# Exercise objective
Set out each line from the following listing that includes the word "DomainError".

# Material for the task
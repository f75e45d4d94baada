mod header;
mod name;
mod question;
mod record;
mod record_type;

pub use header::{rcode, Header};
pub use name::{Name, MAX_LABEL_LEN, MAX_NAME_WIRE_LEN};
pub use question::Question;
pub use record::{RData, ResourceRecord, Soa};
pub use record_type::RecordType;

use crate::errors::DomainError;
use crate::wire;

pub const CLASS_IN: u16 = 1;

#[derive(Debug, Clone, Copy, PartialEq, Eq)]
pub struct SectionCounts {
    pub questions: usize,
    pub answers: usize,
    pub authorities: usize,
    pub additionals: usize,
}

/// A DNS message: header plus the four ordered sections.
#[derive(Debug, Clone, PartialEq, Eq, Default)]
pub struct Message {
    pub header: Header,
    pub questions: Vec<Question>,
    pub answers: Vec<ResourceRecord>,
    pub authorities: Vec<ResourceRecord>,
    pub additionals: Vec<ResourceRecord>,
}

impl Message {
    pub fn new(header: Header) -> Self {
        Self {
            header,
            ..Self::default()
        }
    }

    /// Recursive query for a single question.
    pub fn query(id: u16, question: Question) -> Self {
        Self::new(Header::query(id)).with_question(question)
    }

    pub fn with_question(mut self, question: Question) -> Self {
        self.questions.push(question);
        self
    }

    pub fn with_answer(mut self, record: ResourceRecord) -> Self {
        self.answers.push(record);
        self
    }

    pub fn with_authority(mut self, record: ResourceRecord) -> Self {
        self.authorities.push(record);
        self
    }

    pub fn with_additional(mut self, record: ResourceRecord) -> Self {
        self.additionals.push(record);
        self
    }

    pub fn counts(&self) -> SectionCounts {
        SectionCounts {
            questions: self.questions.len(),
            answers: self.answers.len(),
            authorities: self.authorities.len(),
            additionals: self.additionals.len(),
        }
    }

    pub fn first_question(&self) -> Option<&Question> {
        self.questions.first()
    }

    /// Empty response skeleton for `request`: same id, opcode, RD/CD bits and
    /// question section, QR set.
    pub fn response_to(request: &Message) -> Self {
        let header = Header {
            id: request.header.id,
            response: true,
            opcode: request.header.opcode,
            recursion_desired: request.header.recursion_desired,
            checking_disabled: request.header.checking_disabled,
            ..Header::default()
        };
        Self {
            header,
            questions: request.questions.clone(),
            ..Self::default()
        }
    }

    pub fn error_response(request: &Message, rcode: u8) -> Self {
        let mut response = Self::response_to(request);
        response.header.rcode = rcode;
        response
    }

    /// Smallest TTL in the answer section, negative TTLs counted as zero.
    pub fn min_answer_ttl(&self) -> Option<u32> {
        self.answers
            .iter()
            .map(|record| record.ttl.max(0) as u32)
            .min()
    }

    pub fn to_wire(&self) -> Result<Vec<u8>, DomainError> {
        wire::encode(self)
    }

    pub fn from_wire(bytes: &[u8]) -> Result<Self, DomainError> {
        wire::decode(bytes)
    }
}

# Your response
use crate::errors::DomainError;
    pub fn to_wire(&self) -> Result<Vec<u8>, DomainError> {
    pub fn from_wire(bytes: &[u8]) -> Result<Self, DomainError> {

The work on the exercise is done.